How the two modes work
In add mode you enter a start date and a number of business days; the calculator steps forward one calendar day at a time, skipping any weekend or excluded holiday, until it has counted the requested number of working days, and returns the resulting date. In count mode you enter two dates and it tallies the working days between them. A dropdown lets you either exclude US federal holidays or count weekends only, so the same tool fits both US and generic scheduling.
Which holidays are built in
The calculator includes the observed dates of all eleven US federal holidays for 2026 and 2027 — New Year's Day, Martin Luther King Jr. Day, Washington's Birthday, Memorial Day, Juneteenth, Independence Day, Labor Day, Columbus Day, Veterans Day, Thanksgiving, and Christmas. It uses observed dates, so when a holiday falls on a weekend the federal day off (the adjacent Friday or Monday) is the one skipped.
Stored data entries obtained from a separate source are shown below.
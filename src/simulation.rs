//! Monte Carlo strategy simulation under a constant per-tick stop probability
//!
//! Each simulated round starts from a fresh purse, draws its end tick from a geometric
//! distribution (truncated at `max_ticks`) and bets every consecutive decision window until the
//! round ends or the purse can no longer cover the next stake.

use crate::bankroll::{Purse, Settlement, StakeProgression};
use crate::config::payout_decimal;
use crate::error::ConfigError;
use crate::model::geometric_window_probability;
use rand::rngs::StdRng;
use rand::{Rng, SeedableRng};
use rust_decimal::prelude::*;
use rust_decimal_macros::dec;
use serde::{Deserialize, Serialize};
use tracing::info;

#[derive(Debug, Clone, Serialize, Deserialize)]
pub struct SimulationConfig {
    pub rounds: usize,
    /// Probability that any single tick ends the round
    pub stop_prob: f64,
    /// Rounds that survive this long end here
    pub max_ticks: u32,
    pub decision_window: u32,
    pub payout_ratio: f64,
    /// Starting purse of every simulated round
    pub bankroll: Decimal,
    /// Stake used by the fixed strategy
    pub fixed_stake: Decimal,
    /// Progression used by the Martingale strategy
    pub progression: Vec<Decimal>,
    pub seed: u64,
}

impl Default for SimulationConfig {
    fn default() -> Self {
        Self {
            rounds: 1000,
            stop_prob: 0.0005,
            max_ticks: 1000,
            decision_window: 40,
            payout_ratio: 5.0,
            bankroll: dec!(0.1),
            fixed_stake: dec!(0.001),
            progression: vec![dec!(0.001), dec!(0.002), dec!(0.004), dec!(0.008), dec!(0.016)],
            seed: 42,
        }
    }
}

#[derive(Debug, Clone, Serialize)]
pub struct StrategySummary {
    pub name: &'static str,
    pub mean_final_bankroll: f64,
    pub mean_profit: f64,
    pub profit_probability: f64,
    /// Share of rounds that ended unable to cover the next stake
    pub ruin_probability: f64,
    pub mean_bets: f64,
}

#[derive(Debug, Clone, Serialize)]
pub struct SimulationReport {
    pub rounds: usize,
    pub mean_stop_tick: f64,
    /// Chance a single window contains the end tick
    pub win_probability: f64,
    /// Expected value of a unit wager at `win_probability`
    pub ev_per_bet: f64,
    pub fixed: StrategySummary,
    pub martingale: StrategySummary,
}

/// Outcome of one strategy over one round
struct RoundResult {
    final_bankroll: Decimal,
    bets: usize,
    ruined: bool,
}

pub struct Simulation {
    config: SimulationConfig,
    payout: Decimal,
    fixed: StakeProgression,
    martingale: StakeProgression,
}

impl Simulation {
    pub fn new(config: SimulationConfig) -> Result<Self, ConfigError> {
        let payout = payout_decimal(config.payout_ratio)?;
        if config.decision_window == 0 {
            return Err(ConfigError::ZeroDecisionWindow);
        }
        if config.rounds == 0 {
            return Err(ConfigError::WindowTooSmall {
                name: "rounds",
                min: 1,
            });
        }
        if config.bankroll <= Decimal::ZERO {
            return Err(ConfigError::InvalidInitialCapital(config.bankroll));
        }
        let fixed = StakeProgression::new(vec![config.fixed_stake])?;
        let martingale = StakeProgression::new(config.progression.clone())?;

        Ok(Self {
            config,
            payout,
            fixed,
            martingale,
        })
    }

    /// Draw one end tick: trials until the first stop, truncated at `max_ticks`
    pub fn sample_stop_tick<R: Rng>(&self, rng: &mut R) -> u32 {
        let p = self.config.stop_prob;
        let max = self.config.max_ticks.max(1);
        if p >= 1.0 {
            return 1;
        }
        if p <= 0.0 {
            return max;
        }
        // Inverse CDF on (0, 1]
        let u: f64 = 1.0 - rng.gen::<f64>();
        let ticks = (u.ln() / (1.0 - p).ln()).ceil().max(1.0);
        if ticks >= max as f64 {
            max
        } else {
            ticks as u32
        }
    }

    pub fn run(&self) -> SimulationReport {
        let mut rng = StdRng::seed_from_u64(self.config.seed);
        let stops: Vec<u32> = (0..self.config.rounds)
            .map(|_| self.sample_stop_tick(&mut rng))
            .collect();

        let fixed: Vec<RoundResult> = stops.iter().map(|&s| self.play(&self.fixed, s)).collect();
        let martingale: Vec<RoundResult> = stops
            .iter()
            .map(|&s| self.play(&self.martingale, s))
            .collect();

        let win_probability =
            geometric_window_probability(self.config.stop_prob, self.config.decision_window);
        let report = SimulationReport {
            rounds: stops.len(),
            mean_stop_tick: stops.iter().map(|&s| s as f64).sum::<f64>() / stops.len() as f64,
            win_probability,
            ev_per_bet: win_probability * self.config.payout_ratio - (1.0 - win_probability),
            fixed: self.summarize("Fixed", &fixed),
            martingale: self.summarize("Martingale", &martingale),
        };

        info!(
            "[Simulation] {} rounds: fixed mean P/L {:.6}, martingale mean P/L {:.6}",
            report.rounds, report.fixed.mean_profit, report.martingale.mean_profit
        );

        report
    }

    /// Bet every window of one round through a fresh purse
    fn play(&self, progression: &StakeProgression, stop_tick: u32) -> RoundResult {
        let mut purse = Purse::new(self.config.bankroll, self.payout, progression.clone(), None);
        let window = self.config.decision_window;
        let mut bets = 0;
        let mut t = 0u32;
        let mut ruined = false;

        while t < stop_tick {
            if purse.place_stake(purse.standard_stake()).is_err() {
                ruined = true;
                break;
            }
            bets += 1;

            let won = stop_tick <= t.saturating_add(window);
            match purse.record_outcome(won) {
                Ok(Settlement::Won { .. }) => break,
                Ok(_) => {}
                Err(_) => break,
            }
            t = t.saturating_add(window);
        }

        RoundResult {
            final_bankroll: purse.capital(),
            bets,
            ruined,
        }
    }

    fn summarize(&self, name: &'static str, results: &[RoundResult]) -> StrategySummary {
        let n = results.len().max(1) as f64;
        let initial = self.config.bankroll.to_f64().unwrap_or(0.0);
        let finals: Vec<f64> = results
            .iter()
            .map(|r| r.final_bankroll.to_f64().unwrap_or(0.0))
            .collect();

        StrategySummary {
            name,
            mean_final_bankroll: finals.iter().sum::<f64>() / n,
            mean_profit: finals.iter().map(|f| f - initial).sum::<f64>() / n,
            profit_probability: results
                .iter()
                .filter(|r| r.final_bankroll > self.config.bankroll)
                .count() as f64
                / n,
            ruin_probability: results.iter().filter(|r| r.ruined).count() as f64 / n,
            mean_bets: results.iter().map(|r| r.bets as f64).sum::<f64>() / n,
        }
    }
}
Outside the 2026–2027 window only weekends are removed, because holiday dates shift each year.
Why observed dates matter
Deadlines in contracts, courts, and shipping usually run on business days, and a holiday landing mid-week can push a due date back a full day. Because the tool lists every holiday it skipped, you can see precisely why a deadline moved — useful when explaining a delivery date to a client or confirming a filing deadline. It counts weekends separately too, so you can audit the whole span.
A worked example
Start on 12 July 2026 and add 10 business days. The tool skips two weekends and lands on 24 July 2026, reporting 12 calendar days elapsed, 2 weekend days skipped, and no holidays in that window. Now add 10 business days from 20 November 2026 and Thanksgiving (26 November) is skipped, so the due date lands one day later than the weekends alone would suggest — and the result names Thanksgiving as the reason.
Tips and limitations
Choose "weekends only" if your organization observes a different holiday set, then subtract your own holidays manually. Remember that some businesses also close the day after Thanksgiving or on Christmas Eve, which are not federal holidays and are not removed here. For international schedules, use weekends-only mode and account for local public holidays separately.